Saved data entries
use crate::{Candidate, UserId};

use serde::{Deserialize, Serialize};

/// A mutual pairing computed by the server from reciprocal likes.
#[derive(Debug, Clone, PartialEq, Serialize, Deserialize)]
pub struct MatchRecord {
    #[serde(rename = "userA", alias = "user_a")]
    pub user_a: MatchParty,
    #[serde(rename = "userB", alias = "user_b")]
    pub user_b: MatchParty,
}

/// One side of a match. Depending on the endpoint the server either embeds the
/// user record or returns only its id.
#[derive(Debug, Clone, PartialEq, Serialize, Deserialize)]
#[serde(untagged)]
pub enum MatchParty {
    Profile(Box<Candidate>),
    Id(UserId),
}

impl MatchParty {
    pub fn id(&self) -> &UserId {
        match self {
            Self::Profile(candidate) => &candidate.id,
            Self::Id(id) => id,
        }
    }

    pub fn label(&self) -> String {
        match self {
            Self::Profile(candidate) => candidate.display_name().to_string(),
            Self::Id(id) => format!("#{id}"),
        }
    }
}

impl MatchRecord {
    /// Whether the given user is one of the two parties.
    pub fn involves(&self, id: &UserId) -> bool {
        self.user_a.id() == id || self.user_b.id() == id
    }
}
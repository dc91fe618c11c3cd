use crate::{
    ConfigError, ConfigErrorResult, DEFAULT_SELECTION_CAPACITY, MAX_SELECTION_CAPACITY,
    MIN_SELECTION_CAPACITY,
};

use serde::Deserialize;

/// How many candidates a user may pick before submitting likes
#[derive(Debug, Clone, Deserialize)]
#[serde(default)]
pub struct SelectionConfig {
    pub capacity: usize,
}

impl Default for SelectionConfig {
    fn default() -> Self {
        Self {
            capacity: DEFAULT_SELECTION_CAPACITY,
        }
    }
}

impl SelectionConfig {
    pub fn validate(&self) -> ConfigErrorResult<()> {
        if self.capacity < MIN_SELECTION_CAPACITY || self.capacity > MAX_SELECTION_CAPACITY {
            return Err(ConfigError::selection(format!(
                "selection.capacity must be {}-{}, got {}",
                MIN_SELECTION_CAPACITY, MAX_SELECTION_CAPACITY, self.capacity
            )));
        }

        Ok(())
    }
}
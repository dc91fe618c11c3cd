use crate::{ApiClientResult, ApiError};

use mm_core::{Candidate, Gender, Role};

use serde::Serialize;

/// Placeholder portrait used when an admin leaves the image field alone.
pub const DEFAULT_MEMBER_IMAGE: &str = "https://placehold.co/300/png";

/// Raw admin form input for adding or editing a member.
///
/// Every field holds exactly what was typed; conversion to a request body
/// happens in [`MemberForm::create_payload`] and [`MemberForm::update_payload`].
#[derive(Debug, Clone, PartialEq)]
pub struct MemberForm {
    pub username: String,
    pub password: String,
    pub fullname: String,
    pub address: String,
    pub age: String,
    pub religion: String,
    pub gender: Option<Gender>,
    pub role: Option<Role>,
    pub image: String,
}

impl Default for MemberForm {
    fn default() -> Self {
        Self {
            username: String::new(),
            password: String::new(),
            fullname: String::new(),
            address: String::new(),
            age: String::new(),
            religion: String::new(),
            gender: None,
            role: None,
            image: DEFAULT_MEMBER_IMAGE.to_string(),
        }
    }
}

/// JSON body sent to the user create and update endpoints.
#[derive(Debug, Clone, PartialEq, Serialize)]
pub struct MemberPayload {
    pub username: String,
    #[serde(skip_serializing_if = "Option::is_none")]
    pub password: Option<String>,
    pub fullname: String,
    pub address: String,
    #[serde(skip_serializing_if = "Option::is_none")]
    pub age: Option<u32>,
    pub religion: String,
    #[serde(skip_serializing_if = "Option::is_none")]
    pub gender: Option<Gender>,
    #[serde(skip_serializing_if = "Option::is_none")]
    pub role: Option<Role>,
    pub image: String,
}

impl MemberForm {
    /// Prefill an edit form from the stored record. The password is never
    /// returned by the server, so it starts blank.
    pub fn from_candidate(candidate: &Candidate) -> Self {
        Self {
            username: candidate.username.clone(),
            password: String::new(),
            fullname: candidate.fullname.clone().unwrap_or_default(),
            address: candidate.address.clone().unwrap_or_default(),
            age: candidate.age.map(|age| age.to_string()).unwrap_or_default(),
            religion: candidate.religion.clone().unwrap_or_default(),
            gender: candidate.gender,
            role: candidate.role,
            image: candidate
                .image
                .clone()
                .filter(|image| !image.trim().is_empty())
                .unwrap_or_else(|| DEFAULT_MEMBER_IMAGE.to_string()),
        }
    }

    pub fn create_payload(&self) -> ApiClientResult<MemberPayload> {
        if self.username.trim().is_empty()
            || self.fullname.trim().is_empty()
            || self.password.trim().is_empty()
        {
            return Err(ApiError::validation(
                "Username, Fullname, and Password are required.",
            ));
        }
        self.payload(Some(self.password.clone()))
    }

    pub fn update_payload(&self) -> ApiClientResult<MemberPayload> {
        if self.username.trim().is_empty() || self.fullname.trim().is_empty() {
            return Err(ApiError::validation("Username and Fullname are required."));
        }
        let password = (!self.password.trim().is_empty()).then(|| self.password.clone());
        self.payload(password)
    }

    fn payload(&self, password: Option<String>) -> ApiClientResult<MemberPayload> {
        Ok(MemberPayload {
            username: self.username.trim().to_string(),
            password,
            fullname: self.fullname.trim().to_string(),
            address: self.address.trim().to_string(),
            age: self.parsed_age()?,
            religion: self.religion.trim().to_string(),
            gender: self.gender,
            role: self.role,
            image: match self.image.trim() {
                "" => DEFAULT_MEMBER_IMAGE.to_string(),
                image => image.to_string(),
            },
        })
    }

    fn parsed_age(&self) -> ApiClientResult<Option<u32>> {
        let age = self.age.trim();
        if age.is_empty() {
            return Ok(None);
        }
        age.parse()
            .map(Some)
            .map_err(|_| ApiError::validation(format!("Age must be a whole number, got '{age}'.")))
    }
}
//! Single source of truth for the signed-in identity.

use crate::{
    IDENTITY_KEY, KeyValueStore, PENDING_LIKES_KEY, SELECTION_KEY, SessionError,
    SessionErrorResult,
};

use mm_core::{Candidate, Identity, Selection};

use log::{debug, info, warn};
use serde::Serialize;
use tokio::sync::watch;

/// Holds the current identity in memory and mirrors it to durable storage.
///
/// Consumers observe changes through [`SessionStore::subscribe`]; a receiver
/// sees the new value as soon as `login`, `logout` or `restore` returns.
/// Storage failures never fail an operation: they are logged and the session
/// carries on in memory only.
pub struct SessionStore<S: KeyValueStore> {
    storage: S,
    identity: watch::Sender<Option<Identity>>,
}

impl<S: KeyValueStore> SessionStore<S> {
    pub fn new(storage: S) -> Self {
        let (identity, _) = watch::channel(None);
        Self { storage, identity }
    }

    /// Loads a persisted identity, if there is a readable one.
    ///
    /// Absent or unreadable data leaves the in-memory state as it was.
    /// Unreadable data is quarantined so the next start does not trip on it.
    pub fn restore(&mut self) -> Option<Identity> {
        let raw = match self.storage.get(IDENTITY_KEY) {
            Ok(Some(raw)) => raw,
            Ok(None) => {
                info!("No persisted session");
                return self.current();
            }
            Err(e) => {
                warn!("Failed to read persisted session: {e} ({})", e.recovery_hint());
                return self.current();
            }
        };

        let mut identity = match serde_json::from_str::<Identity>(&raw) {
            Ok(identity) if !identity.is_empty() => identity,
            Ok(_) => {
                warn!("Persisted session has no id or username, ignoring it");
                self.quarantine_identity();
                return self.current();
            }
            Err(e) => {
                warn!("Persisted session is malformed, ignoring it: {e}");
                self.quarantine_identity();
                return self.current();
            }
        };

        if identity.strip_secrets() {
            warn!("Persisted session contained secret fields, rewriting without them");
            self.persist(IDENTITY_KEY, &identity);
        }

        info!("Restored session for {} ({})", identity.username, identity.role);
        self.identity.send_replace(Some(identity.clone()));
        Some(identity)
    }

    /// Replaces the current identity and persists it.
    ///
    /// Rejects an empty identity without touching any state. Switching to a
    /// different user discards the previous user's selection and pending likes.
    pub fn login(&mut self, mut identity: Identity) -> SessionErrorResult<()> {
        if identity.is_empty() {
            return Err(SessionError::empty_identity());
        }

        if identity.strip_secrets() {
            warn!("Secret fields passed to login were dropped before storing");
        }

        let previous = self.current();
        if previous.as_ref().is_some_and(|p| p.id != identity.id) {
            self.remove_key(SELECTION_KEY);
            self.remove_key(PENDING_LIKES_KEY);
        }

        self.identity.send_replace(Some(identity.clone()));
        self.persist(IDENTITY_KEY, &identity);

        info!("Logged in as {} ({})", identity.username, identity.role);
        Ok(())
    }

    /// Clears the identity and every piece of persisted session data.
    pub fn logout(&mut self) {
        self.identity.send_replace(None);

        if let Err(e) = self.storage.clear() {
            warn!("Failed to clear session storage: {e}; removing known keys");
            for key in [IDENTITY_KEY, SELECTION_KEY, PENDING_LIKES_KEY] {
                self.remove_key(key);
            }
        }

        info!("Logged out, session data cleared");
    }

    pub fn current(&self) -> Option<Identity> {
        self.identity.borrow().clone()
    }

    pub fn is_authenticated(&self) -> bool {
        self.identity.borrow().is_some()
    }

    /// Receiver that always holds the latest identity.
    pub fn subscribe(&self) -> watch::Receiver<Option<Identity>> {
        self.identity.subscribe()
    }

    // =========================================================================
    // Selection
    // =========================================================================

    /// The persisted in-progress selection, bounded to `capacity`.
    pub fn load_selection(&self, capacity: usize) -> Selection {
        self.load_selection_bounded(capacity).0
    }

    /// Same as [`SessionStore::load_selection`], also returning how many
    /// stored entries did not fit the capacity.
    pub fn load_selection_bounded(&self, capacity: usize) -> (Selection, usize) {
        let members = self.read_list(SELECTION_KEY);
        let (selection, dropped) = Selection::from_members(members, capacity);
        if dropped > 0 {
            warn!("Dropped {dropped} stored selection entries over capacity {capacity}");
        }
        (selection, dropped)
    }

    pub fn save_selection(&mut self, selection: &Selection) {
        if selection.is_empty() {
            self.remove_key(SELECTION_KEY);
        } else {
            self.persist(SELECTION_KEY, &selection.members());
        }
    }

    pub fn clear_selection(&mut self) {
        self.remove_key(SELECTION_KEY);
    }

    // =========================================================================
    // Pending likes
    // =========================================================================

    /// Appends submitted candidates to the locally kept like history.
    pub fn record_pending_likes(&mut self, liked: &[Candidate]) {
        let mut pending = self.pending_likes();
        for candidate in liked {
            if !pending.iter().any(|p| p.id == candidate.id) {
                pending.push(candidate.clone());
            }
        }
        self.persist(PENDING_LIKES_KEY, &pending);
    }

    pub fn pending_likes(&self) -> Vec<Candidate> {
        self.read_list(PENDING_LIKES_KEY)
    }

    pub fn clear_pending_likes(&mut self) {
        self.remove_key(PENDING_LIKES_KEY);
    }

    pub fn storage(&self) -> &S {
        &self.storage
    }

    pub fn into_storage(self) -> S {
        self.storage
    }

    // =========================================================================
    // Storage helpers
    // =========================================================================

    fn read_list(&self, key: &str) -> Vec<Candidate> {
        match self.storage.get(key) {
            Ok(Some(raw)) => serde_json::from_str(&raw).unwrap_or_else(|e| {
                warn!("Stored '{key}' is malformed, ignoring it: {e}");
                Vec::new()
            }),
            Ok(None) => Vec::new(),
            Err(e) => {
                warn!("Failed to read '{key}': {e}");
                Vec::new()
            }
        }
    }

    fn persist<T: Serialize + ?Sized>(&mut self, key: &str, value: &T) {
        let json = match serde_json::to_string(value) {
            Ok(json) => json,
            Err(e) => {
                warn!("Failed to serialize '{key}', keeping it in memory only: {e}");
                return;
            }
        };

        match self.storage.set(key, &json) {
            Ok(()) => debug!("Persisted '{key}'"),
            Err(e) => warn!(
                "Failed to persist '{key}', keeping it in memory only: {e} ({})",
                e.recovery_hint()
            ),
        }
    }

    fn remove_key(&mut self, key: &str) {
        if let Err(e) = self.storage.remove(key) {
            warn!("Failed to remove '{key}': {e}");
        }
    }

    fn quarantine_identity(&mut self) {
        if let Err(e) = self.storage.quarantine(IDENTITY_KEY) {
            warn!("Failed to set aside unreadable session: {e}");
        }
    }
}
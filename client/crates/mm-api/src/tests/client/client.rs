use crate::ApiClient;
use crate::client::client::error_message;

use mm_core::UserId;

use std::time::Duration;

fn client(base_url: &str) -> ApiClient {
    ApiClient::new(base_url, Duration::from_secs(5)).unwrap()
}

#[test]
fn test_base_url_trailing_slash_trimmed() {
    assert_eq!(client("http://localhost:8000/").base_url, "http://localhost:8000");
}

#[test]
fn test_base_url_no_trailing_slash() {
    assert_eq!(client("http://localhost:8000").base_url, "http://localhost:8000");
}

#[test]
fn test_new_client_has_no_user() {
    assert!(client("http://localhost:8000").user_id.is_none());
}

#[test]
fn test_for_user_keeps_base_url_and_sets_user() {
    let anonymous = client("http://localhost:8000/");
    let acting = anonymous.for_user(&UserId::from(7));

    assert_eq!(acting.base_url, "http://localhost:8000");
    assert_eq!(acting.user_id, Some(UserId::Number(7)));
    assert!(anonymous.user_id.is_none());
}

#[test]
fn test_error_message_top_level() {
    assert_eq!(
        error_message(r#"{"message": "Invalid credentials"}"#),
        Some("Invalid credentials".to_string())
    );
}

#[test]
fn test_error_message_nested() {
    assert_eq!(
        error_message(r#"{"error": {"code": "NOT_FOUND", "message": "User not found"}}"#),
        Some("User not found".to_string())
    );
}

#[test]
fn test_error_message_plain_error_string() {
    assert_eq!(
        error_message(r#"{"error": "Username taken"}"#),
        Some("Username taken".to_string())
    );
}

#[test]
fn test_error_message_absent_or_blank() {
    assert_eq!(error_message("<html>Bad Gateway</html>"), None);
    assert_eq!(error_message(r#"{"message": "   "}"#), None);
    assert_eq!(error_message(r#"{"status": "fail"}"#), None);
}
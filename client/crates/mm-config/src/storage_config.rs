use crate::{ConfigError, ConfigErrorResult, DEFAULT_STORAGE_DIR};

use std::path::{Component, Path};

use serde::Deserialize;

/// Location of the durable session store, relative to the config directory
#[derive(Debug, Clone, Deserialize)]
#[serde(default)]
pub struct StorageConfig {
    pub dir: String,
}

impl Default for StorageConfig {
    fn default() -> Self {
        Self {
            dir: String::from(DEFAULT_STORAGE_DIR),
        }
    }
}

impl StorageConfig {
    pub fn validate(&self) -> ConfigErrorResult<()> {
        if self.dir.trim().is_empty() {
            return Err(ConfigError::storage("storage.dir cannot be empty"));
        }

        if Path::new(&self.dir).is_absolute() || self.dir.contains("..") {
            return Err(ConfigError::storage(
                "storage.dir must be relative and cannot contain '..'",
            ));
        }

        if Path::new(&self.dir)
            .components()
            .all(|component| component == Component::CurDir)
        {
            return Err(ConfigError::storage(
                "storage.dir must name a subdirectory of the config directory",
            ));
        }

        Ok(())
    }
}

What you are asked to do:
Show the lines in the entries above that include the string "members".

Solved problem:
        let members = self.read_list(SELECTION_KEY);
        let (selection, dropped) = Selection::from_members(members, capacity);
            self.persist(SELECTION_KEY, &selection.members());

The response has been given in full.